Bug 124054 - FIREBIRD: incorrect ASC order with varchar data
Summary: FIREBIRD: incorrect ASC order with varchar data
Status: NEW
Alias: None
Product: LibreOffice
Classification: Unclassified
Component: Base (show other bugs)
Version:
(earliest affected)
6.2.1.2 release
Hardware: All All
: medium normal
Assignee: Not Assigned
URL:
Whiteboard:
Keywords:
Depends on:
Blocks: Database-Firebird-Default Base-Without-Java
  Show dependency treegraph
 
Reported: 2019-03-13 12:17 UTC by Tim
Modified: 2024-07-22 16:38 UTC (History)
5 users (show)

See Also:
Crash report or crash signature:


Attachments
Sort test (4.37 KB, application/vnd.oasis.opendocument.database)
2019-05-21 09:00 UTC, Tim
Details
Data base wrong sort (46.64 KB, application/vnd.oasis.opendocument.database)
2019-05-27 10:45 UTC, Tim
Details
Different sorting in queries: wrong for default, right with Collation Unicode (3.30 KB, application/vnd.oasis.opendocument.database)
2024-07-21 06:18 UTC, Robert Großkopf
Details

Note You need to log in before you can comment on or make changes to this bug.
Description Tim 2019-03-13 12:17:06 UTC
Description:
After migration from hsqldb embedded to firebird embedded, As I have some names all in capitals and others only the first letter capital, the form opens with all capitals first (by order ASC ok) and after that all those with only first letter capital (aswell by ASC order ok).

Actual Results:
ASC order before migration would not make distinction if all letters are capital or only the first one.

Expected Results:
Normal ASC order without distinction between capitals


Reproducible: Always


User Profile Reset: No



Additional Info:
Comment 1 Tim 2019-03-13 12:25:45 UTC
The order it follows is:

AAA -> Aaa -> BBB -> Bbb -> CCC -> Ccc
Comment 2 Alex Thurgood 2019-03-13 14:13:06 UTC
In a directly created embedded firebird ODB file, I see the following in a simple form created via the wizard :

AAA
AAa
Aaa
BBB
BBb
CCC
CCc


That seems correct to me. Reading the documentation, it appears that the default sort behaviour for varchar in Firebird is dependent on the collation parameter set when the table is created.
Comment 3 Alex Thurgood 2019-03-13 14:15:21 UTC
Perhaps the migration code sets a specific collation that doesn't match the one that the user set under hsqldb ?
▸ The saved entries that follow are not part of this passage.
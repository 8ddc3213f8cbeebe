//! In-process stand in for the payment and image endpoints
//!
//! Serves a fixed set of records and answers immediately. Writes are kept for
//! the lifetime of the value (and its clones) so that a created record can be
//! read back.

use std::sync::{Arc, Mutex};

use construct_shared::{
    errors::FetchError,
    images::{AnalysisStatus, ImageDetail, ImageId, ImageSummary},
    payments::{
        PaymentDetail, PaymentId, PaymentInitiated, PaymentStatus, PaymentSummary, ProjectRef,
        Transaction, UserRef,
    },
    req_args::api::{InitiatePaymentReqArgs, UploadImageReqArgs},
    token::AuthToken,
};
use futures::channel::oneshot;
use tracing::info;

use crate::{client::send_result, data_api::FetchReceiver, DataApi, UiCallBack};

const FIRST_CREATED_PAYMENT_ID: u64 = 100;
const FIRST_CREATED_IMAGE_ID: u64 = 1004;
const COMPLETED_ANALYSIS_PROGRESS: u8 = 70;

#[derive(Debug, Clone)]
pub struct MockApi {
    inner: Arc<Mutex<MockState>>,
}

#[derive(Debug)]
struct MockState {
    payments: Vec<PaymentDetail>,
    images: Vec<ImageDetail>,
    /// Uploads whose analysis finishes the next time they are read
    analysing: Vec<ImageId>,
    next_payment_id: u64,
    next_image_id: u64,
}

impl Default for MockApi {
    fn default() -> Self {
        Self {
            inner: Arc::new(Mutex::new(MockState {
                payments: fixture_payments(),
                images: fixture_images(),
                analysing: Vec::new(),
                next_payment_id: FIRST_CREATED_PAYMENT_ID,
                next_image_id: FIRST_CREATED_IMAGE_ID,
            })),
        }
    }
}

impl MockApi {
    pub fn new() -> Self {
        Self::default()
    }

    fn with_state<T>(
        &self,
        token: &AuthToken,
        f: impl FnOnce(&mut MockState) -> Result<T, FetchError>,
    ) -> Result<T, FetchError> {
        if token.as_str().is_empty() {
            return Err(FetchError::MissingToken);
        }
        f(&mut self.inner.lock().expect("mutex poisoned"))
    }
}

impl MockState {
    fn finish_analysis(&mut self) {
        for id in self.analysing.drain(..) {
            if let Some(image) = self.images.iter_mut().find(|image| image.id == id) {
                image.ai_analysis_status = AnalysisStatus::Completed;
                image.detected_elements_json = Some(
                    serde_json::json!({
                        "elements": [
                            {"type": "wall", "confidence": 0.95},
                            {"type": "roof_frame", "confidence": 0.88}
                        ]
                    })
                    .to_string(),
                );
                image.verified_progress_percentage = Some(COMPLETED_ANALYSIS_PROGRESS);
            }
        }
    }
}

fn respond<T: std::fmt::Debug, F: UiCallBack>(
    result: Result<T, FetchError>,
    ui_notify: F,
) -> FetchReceiver<T> {
    let (tx, rx) = oneshot::channel();
    send_result(tx, result);
    ui_notify();
    rx
}

fn today() -> String {
    chrono::Utc::now().date_naive().to_string()
}

impl DataApi for MockApi {
    #[tracing::instrument(skip(token, ui_notify))]
    fn list_payments<F: UiCallBack>(
        &self,
        token: &AuthToken,
        ui_notify: F,
    ) -> FetchReceiver<Vec<PaymentSummary>> {
        let result = self.with_state(token, |state| {
            Ok(state.payments.iter().map(PaymentSummary::from).collect())
        });
        respond(result, ui_notify)
    }

    #[tracing::instrument(skip(token, ui_notify))]
    fn get_payment<F: UiCallBack>(
        &self,
        token: &AuthToken,
        id: PaymentId,
        ui_notify: F,
    ) -> FetchReceiver<Option<PaymentDetail>> {
        let result = self.with_state(token, |state| {
            Ok(state.payments.iter().find(|p| p.id == id).cloned())
        });
        respond(result, ui_notify)
    }

    #[tracing::instrument(skip(token, ui_notify))]
    fn initiate_payment<F: UiCallBack>(
        &self,
        token: &AuthToken,
        args: &InitiatePaymentReqArgs,
        ui_notify: F,
    ) -> FetchReceiver<PaymentInitiated> {
        let result = self.with_state(token, |state| {
            let id = PaymentId::new(state.next_payment_id);
            state.next_payment_id += 1;
            let date = today();
            state.payments.push(PaymentDetail {
                id,
                amount: args.amount,
                method: args.method.to_string(),
                status: PaymentStatus::Pending,
                date: date.clone(),
                description: format!("Payment request #{id}."),
                reference: None,
                currency: Some("NGN".to_string()),
                transactions: Vec::new(),
                project: None,
                user: None,
            });
            info!(%id, "mock payment created");
            Ok(PaymentInitiated {
                id,
                amount: args.amount,
                method: args.method.to_string(),
                status: PaymentStatus::Pending,
                date,
                authorization_url: Some(format!("https://paystack.com/pay/mock_auth_url_{id}")),
                message: Some(
                    "Payment initiation successful. Redirecting to Paystack...".to_string(),
                ),
            })
        });
        respond(result, ui_notify)
    }

    #[tracing::instrument(skip(token, ui_notify))]
    fn list_images<F: UiCallBack>(
        &self,
        token: &AuthToken,
        ui_notify: F,
    ) -> FetchReceiver<Vec<ImageSummary>> {
        let result = self.with_state(token, |state| {
            state.finish_analysis();
            Ok(state.images.iter().map(ImageSummary::from).collect())
        });
        respond(result, ui_notify)
    }

    #[tracing::instrument(skip(token, ui_notify))]
    fn get_image<F: UiCallBack>(
        &self,
        token: &AuthToken,
        id: ImageId,
        ui_notify: F,
    ) -> FetchReceiver<Option<ImageDetail>> {
        let result = self.with_state(token, |state| {
            state.finish_analysis();
            Ok(state.images.iter().find(|image| image.id == id).cloned())
        });
        respond(result, ui_notify)
    }

    #[tracing::instrument(skip(token, ui_notify))]
    fn upload_image<F: UiCallBack>(
        &self,
        token: &AuthToken,
        args: UploadImageReqArgs,
        ui_notify: F,
    ) -> FetchReceiver<ImageDetail> {
        let result = self.with_state(token, |state| {
            let id = ImageId::new(state.next_image_id);
            state.next_image_id += 1;
            let image = ImageDetail {
                id,
                url: format!("mock://images/{id}/{}", args.file_name),
                name: args.file_name,
                ai_analysis_status: AnalysisStatus::Processing,
                upload_date: today(),
                detected_elements_json: None,
                verified_progress_percentage: None,
                project_id: None,
            };
            state.images.insert(0, image.clone());
            state.analysing.push(id);
            info!(%id, "mock image stored, analysis pending");
            Ok(image)
        });
        respond(result, ui_notify)
    }
}

fn fixture_payments() -> Vec<PaymentDetail> {
    let project = Some(ProjectRef {
        id: 501.into(),
        name: "Grand Mall Expansion".to_string(),
    });
    let user = Some(UserRef {
        id: 1.into(),
        username: "john.doe".to_string(),
    });
    let transaction = |id: u64, kind: &str, amount: f64, date: &str, status: &str| Transaction {
        id: id.into(),
        kind: kind.to_string(),
        amount,
        date: date.to_string(),
        status: status.to_string(),
        charge_id: None,
    };
    let payment = |id: u64,
                   amount: f64,
                   method: &str,
                   status: PaymentStatus,
                   date: &str,
                   reference: &str| PaymentDetail {
        id: id.into(),
        amount,
        method: method.to_string(),
        status,
        date: date.to_string(),
        description: format!("Payment for Phase 2 construction of project #{id}."),
        reference: Some(reference.to_string()),
        currency: Some("NGN".to_string()),
        transactions: vec![transaction(
            id * 100 + 1,
            "Initiated",
            amount,
            &format!("{date} 10:00"),
            "Success",
        )],
        project: project.clone(),
        user: user.clone(),
    };

    let mut first = payment(
        1,
        5000.00,
        "Credit Card",
        PaymentStatus::Completed,
        "2025-06-20",
        "PS_REF_12345",
    );
    first.description = "Final payment for office building renovation.".to_string();
    first.transactions = vec![
        transaction(101, "Initiated", 5000.00, "2025-06-20 09:30", "Success"),
        Transaction {
            charge_id: Some("CHG_ABC456".to_string()),
            ..transaction(102, "Verification", 5000.00, "2025-06-20 09:35", "Success")
        },
    ];

    let mut third = payment(
        3,
        2500.00,
        "Mobile Money",
        PaymentStatus::Failed,
        "2025-06-28",
        "PS_REF_11223",
    );
    third.description = "Initial deposit for warehouse construction.".to_string();
    third.transactions = vec![transaction(
        301,
        "Initiated",
        2500.00,
        "2025-06-28 14:00",
        "Failed",
    )];

    vec![
        first,
        payment(
            2,
            7500.50,
            "Bank Transfer",
            PaymentStatus::Pending,
            "2025-06-25",
            "PS_REF_67890",
        ),
        third,
        payment(
            4,
            12000.00,
            "Credit Card",
            PaymentStatus::Completed,
            "2025-06-15",
            "PS_REF_44556",
        ),
        payment(
            5,
            900.75,
            "Debit Card",
            PaymentStatus::Completed,
            "2025-06-10",
            "PS_REF_77889",
        ),
    ]
}

fn fixture_images() -> Vec<ImageDetail> {
    let site_elements = serde_json::json!({
        "elements": [
            {"label": "Wall Structure", "confidence": 0.98, "bbox": [50, 50, 200, 300]},
            {"label": "Roof Truss", "confidence": 0.92, "bbox": [250, 100, 400, 250]},
            {"label": "Foundation", "confidence": 0.85, "bbox": [10, 350, 580, 390]},
            {"label": "Scaffolding", "confidence": 0.70, "bbox": [450, 80, 550, 380]}
        ],
        "overall_assessment": "Good progress on structural elements."
    });
    let roof_elements = serde_json::json!({
        "elements": [
            {"label": "Roof Tiles", "confidence": 0.99, "bbox": [10, 10, 590, 300]},
            {"label": "Chimney", "confidence": 0.90, "bbox": [400, 50, 500, 150]}
        ],
        "overall_assessment": "Roofing completed."
    });
    vec![
        ImageDetail {
            id: 1001.into(),
            name: "Site_Entry_01.jpg".to_string(),
            url: "https://placehold.co/600x400/000/FFF?text=Image+1001".to_string(),
            ai_analysis_status: AnalysisStatus::Completed,
            upload_date: "2025-06-20".to_string(),
            detected_elements_json: Some(site_elements.to_string()),
            verified_progress_percentage: Some(75),
            project_id: Some(123.into()),
        },
        ImageDetail {
            id: 1002.into(),
            name: "Foundation_View.png".to_string(),
            url: "https://placehold.co/600x400/000/FFF?text=Processing...".to_string(),
            ai_analysis_status: AnalysisStatus::Processing,
            upload_date: "2025-06-22".to_string(),
            detected_elements_json: None,
            verified_progress_percentage: None,
            project_id: Some(123.into()),
        },
        ImageDetail {
            id: 1003.into(),
            name: "Roof_Progress.jpeg".to_string(),
            url: "https://placehold.co/600x400/000/FFF?text=Roof+Done".to_string(),
            ai_analysis_status: AnalysisStatus::Completed,
            upload_date: "2025-06-25".to_string(),
            detected_elements_json: Some(roof_elements.to_string()),
            verified_progress_percentage: Some(95),
            project_id: Some(123.into()),
        },
    ]
}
Without a sample hsqldb with which to try a migration, I'm just clutching at straws here.

@Tim : can you please provide a sammple hsqldb embedded ODB file that shows the erroneous behaviour after migration so that we can test.

Setting NEEDINFO
Comment 4 Tim 2019-03-14 10:13:55 UTC
(In reply to Alex Thurgood from comment #2)
> In a directly created embedded firebird ODB file, I see the following in a
> simple form created via the wizard :
> 
> AAA
> AAa
> Aaa
> BBB
> BBb
> CCC
> CCc
> 
> 
> That seems correct to me. Reading the documentation, it appears that the
> default sort behaviour for varchar in Firebird is dependent on the collation
> parameter set when the table is created.
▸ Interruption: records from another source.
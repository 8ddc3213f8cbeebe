use crate::{token::AuthToken, uac::Username};

#[derive(Debug, serde::Serialize, serde::Deserialize, Clone, PartialEq, Eq)]
pub struct SessionUser {
    pub username: Username,
}

/// Snapshot of the authentication state shared by every view
///
/// The default value is the state before durable storage has been read, in
/// which no redirect decision may be taken.
#[derive(Debug, Clone, PartialEq, Eq)]
pub struct Session {
    pub token: Option<AuthToken>,
    pub user: Option<SessionUser>,
    pub is_loading: bool,
}

impl Default for Session {
    fn default() -> Self {
        Self {
            token: None,
            user: None,
            is_loading: true,
        }
    }
}

impl Session {
    pub fn unauthenticated() -> Self {
        Self {
            token: None,
            user: None,
            is_loading: false,
        }
    }

    pub fn authenticated(token: AuthToken, username: Username) -> Self {
        Self {
            token: Some(token),
            user: Some(SessionUser { username }),
            is_loading: false,
        }
    }

    /// A present token is what makes a session authenticated
    pub fn is_authenticated(&self) -> bool {
        self.token.is_some()
    }

    pub fn username(&self) -> Option<&Username> {
        self.user.as_ref().map(|user| &user.username)
    }
}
Surely I didn't explain well. This would be the order:

ACUÑA GARRIDO
ALVAREZ DOMÍNGUEZ
AREA GIL
Acosta Martínez
Alonso Fernández
ÁLVAREZ Gómez
Águeda Rodríguez
Comment 5 Tim 2019-03-14 10:20:55 UTC
(In reply to Alex Thurgood from comment #3)
> Perhaps the migration code sets a specific collation that doesn't match the
> one that the user set under hsqldb ?
> 
> Without a sample hsqldb with which to try a migration, I'm just clutching at
> straws here.
> 
> @Tim : can you please provide a sammple hsqldb embedded ODB file that shows
> the erroneous behaviour after migration so that we can test.
> 
> Setting NEEDINFO

I tried to delete records in the tables and leave a few, because I have more than 600, and couldn't do it. This is the Error Message:
SQL Status: 23000
Error code: -8
Integrity constraint violation SYS_FK_198 table: Pers_Minist in statement [DELETE FROM "Personas" WHERE "IdPers" = ?]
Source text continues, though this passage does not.